» **What needs to be done**
Given the listing that follows, report all lines in which the string "impl" occurs.
** Data extracts follows **
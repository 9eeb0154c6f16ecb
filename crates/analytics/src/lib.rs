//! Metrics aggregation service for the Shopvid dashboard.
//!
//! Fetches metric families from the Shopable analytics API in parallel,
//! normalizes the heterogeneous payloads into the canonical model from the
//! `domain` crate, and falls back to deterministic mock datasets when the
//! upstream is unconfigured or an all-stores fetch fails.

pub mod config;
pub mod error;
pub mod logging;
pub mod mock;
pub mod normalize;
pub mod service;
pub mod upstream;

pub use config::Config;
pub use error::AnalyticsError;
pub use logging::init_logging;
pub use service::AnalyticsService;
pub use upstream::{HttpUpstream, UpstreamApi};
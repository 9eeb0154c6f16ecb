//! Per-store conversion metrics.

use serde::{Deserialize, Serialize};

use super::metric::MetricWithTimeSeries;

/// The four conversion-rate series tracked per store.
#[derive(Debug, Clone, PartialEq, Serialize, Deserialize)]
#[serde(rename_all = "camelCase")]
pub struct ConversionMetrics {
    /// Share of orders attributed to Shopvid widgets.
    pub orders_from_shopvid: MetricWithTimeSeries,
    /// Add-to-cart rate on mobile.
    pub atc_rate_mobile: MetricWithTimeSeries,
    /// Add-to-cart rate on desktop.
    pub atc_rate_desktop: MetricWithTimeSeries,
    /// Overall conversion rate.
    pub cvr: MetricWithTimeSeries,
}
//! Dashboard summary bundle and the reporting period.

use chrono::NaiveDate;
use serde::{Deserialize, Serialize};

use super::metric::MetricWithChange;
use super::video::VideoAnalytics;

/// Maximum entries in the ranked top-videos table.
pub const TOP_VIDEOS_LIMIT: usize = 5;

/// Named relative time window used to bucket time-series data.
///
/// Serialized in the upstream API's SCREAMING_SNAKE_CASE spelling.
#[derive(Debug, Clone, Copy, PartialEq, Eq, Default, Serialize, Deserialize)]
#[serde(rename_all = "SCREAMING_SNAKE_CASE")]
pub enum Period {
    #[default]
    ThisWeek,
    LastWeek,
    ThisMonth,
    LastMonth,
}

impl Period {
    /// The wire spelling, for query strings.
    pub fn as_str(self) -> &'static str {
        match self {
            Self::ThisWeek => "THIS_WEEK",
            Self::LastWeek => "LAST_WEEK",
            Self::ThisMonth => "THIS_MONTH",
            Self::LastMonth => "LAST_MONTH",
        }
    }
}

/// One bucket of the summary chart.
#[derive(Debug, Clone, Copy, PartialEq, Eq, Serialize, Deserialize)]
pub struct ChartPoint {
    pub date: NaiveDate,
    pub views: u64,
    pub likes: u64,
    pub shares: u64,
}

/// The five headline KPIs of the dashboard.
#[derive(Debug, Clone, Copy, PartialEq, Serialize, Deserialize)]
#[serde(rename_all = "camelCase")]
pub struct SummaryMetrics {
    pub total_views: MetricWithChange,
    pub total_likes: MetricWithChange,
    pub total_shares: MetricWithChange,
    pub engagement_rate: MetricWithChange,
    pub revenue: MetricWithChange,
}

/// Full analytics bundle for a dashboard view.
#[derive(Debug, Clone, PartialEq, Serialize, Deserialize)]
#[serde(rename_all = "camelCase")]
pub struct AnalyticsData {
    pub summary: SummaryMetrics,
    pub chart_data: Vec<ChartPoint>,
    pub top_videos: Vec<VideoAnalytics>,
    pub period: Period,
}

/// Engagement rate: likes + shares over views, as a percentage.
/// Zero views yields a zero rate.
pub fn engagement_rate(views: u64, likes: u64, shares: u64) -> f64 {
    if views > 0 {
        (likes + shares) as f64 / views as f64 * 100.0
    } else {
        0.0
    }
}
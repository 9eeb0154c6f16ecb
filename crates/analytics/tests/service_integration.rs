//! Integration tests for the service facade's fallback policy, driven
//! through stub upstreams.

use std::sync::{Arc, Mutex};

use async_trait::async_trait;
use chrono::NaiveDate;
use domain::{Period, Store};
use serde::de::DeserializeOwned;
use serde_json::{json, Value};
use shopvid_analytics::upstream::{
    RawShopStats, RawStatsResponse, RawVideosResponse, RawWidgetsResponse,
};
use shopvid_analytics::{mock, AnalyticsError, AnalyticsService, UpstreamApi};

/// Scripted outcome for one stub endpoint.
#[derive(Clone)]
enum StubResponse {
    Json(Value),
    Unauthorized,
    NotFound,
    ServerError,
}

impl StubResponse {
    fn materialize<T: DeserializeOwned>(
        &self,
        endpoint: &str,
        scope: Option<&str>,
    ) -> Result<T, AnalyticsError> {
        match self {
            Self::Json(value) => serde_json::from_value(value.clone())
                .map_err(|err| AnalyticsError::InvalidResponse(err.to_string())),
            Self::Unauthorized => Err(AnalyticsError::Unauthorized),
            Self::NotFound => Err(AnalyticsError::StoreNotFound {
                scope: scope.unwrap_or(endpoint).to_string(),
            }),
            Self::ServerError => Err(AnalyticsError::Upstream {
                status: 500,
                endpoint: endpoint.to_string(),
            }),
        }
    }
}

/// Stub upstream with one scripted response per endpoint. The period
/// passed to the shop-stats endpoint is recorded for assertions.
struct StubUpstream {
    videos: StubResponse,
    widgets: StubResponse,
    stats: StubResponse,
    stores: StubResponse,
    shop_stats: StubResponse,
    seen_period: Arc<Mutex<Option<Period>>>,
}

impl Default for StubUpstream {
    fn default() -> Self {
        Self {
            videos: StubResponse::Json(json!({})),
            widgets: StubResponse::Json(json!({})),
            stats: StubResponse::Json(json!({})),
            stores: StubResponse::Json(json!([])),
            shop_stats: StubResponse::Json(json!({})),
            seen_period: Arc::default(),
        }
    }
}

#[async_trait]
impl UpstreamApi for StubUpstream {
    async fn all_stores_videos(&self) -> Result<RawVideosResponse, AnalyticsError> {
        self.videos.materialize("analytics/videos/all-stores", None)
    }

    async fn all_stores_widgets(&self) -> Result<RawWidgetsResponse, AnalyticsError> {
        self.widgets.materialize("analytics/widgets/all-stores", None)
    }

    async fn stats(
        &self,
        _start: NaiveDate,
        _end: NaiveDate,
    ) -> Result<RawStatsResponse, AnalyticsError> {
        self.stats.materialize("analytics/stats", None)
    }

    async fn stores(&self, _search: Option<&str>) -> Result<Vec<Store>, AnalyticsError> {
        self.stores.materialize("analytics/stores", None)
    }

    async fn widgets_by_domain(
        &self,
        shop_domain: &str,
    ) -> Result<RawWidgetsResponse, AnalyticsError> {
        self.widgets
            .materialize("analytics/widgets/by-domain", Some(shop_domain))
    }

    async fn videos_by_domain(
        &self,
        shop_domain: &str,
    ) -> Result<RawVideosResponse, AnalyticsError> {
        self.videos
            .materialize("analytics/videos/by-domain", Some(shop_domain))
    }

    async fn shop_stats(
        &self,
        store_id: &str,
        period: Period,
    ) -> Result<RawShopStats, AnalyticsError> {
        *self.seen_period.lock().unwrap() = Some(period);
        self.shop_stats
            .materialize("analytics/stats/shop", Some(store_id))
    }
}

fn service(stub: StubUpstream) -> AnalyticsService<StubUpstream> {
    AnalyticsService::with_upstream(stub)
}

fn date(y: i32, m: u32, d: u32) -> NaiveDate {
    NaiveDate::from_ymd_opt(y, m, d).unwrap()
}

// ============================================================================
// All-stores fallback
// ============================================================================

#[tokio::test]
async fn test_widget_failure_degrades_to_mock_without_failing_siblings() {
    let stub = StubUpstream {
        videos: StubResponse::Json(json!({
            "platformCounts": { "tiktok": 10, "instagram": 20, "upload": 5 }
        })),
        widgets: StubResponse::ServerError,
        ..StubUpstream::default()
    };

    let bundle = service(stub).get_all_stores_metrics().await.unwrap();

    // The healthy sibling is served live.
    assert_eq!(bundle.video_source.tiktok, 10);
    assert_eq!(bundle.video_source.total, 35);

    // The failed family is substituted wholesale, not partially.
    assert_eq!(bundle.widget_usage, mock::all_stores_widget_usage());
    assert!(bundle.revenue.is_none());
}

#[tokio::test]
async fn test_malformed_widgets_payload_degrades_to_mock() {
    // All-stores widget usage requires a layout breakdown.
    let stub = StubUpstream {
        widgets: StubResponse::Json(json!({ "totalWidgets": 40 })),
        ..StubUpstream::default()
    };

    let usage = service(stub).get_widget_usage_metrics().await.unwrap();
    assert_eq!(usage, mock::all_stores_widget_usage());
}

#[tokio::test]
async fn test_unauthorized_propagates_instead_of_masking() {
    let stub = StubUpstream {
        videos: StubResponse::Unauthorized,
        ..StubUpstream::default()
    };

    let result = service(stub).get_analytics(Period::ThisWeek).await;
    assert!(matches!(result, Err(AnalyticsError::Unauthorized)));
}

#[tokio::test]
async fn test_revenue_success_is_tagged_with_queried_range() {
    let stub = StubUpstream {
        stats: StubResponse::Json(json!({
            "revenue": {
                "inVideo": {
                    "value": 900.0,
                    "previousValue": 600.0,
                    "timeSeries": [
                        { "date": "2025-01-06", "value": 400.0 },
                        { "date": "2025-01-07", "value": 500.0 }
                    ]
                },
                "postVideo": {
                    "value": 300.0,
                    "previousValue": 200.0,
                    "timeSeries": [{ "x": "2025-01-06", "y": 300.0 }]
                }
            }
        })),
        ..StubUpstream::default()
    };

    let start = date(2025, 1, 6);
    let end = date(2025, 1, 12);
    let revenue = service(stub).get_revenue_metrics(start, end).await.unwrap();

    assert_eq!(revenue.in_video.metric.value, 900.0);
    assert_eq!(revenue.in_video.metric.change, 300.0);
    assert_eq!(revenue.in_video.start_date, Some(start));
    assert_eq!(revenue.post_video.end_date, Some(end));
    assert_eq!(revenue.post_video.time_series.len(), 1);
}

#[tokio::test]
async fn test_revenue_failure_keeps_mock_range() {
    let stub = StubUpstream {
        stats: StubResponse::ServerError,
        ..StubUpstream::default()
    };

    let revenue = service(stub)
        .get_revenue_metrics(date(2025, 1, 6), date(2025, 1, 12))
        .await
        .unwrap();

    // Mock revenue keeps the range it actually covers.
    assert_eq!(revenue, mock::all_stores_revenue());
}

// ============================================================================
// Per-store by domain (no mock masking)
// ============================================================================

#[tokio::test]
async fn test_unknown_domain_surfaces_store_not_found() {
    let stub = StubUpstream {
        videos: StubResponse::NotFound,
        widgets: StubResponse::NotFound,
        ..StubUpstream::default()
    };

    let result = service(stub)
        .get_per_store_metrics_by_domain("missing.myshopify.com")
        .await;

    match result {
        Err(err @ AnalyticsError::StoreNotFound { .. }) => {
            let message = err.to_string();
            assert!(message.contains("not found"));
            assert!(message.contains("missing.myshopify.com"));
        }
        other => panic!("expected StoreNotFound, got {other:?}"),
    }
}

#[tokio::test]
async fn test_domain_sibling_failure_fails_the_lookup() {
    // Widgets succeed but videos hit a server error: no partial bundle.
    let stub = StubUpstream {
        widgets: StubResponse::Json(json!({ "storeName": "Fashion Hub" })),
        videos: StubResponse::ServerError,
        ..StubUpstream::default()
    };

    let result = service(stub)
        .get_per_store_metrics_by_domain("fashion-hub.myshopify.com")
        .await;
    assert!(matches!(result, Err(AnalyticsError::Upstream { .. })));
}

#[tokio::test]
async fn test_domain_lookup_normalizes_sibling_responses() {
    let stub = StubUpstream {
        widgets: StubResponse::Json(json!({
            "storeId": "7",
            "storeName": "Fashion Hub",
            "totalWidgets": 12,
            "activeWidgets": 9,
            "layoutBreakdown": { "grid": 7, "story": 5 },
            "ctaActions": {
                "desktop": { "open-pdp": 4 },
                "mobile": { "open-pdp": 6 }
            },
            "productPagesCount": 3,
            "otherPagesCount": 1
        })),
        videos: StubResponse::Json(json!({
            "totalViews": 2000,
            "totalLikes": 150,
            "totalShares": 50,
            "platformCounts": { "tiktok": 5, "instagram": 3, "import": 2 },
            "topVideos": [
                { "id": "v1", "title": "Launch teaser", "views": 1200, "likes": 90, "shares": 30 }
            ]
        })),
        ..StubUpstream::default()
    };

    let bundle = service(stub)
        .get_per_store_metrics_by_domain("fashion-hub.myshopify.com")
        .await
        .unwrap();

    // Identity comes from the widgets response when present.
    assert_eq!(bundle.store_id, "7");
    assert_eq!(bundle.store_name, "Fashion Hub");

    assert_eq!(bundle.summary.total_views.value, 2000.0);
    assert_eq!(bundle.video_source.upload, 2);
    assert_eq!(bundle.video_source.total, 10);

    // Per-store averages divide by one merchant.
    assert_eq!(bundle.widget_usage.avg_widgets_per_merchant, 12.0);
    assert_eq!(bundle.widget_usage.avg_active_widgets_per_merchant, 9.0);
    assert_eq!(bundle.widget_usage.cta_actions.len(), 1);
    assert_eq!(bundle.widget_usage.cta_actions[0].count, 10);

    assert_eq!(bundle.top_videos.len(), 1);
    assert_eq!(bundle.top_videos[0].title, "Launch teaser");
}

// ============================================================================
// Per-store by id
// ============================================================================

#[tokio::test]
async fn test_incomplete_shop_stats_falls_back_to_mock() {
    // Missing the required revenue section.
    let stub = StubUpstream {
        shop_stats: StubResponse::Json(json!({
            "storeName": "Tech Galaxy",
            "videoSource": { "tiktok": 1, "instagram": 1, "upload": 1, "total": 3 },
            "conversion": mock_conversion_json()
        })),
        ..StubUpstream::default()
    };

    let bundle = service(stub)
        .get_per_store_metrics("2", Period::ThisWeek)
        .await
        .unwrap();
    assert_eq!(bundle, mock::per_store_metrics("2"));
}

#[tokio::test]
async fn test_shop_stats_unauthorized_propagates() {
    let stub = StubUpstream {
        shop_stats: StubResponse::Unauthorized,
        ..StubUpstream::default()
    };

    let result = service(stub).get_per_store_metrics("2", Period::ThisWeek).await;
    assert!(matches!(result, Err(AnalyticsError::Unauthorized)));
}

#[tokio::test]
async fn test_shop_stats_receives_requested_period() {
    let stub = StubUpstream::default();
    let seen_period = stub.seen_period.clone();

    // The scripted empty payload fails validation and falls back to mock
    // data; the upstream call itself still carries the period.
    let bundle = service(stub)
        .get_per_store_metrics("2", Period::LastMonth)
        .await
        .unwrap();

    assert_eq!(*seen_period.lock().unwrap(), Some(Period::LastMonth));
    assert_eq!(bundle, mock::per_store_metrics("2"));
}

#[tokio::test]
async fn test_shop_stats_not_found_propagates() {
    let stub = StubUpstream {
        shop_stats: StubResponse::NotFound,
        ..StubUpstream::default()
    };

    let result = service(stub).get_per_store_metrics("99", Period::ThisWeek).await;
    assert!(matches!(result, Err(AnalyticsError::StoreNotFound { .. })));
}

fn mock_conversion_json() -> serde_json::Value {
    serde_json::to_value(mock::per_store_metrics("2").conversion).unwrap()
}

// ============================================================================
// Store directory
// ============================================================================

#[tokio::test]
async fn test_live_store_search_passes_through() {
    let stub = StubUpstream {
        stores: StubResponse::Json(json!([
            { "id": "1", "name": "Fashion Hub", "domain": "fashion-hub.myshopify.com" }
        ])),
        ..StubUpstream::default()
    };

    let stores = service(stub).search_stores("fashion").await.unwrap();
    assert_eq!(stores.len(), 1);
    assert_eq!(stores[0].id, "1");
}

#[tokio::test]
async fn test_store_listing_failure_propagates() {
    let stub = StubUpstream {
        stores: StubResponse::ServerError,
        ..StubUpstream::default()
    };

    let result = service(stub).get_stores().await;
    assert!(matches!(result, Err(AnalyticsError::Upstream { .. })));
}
** End of Data extracts **
» **Task result**
impl Period {
impl StubResponse {
impl Default for StubUpstream {
impl UpstreamApi for StubUpstream {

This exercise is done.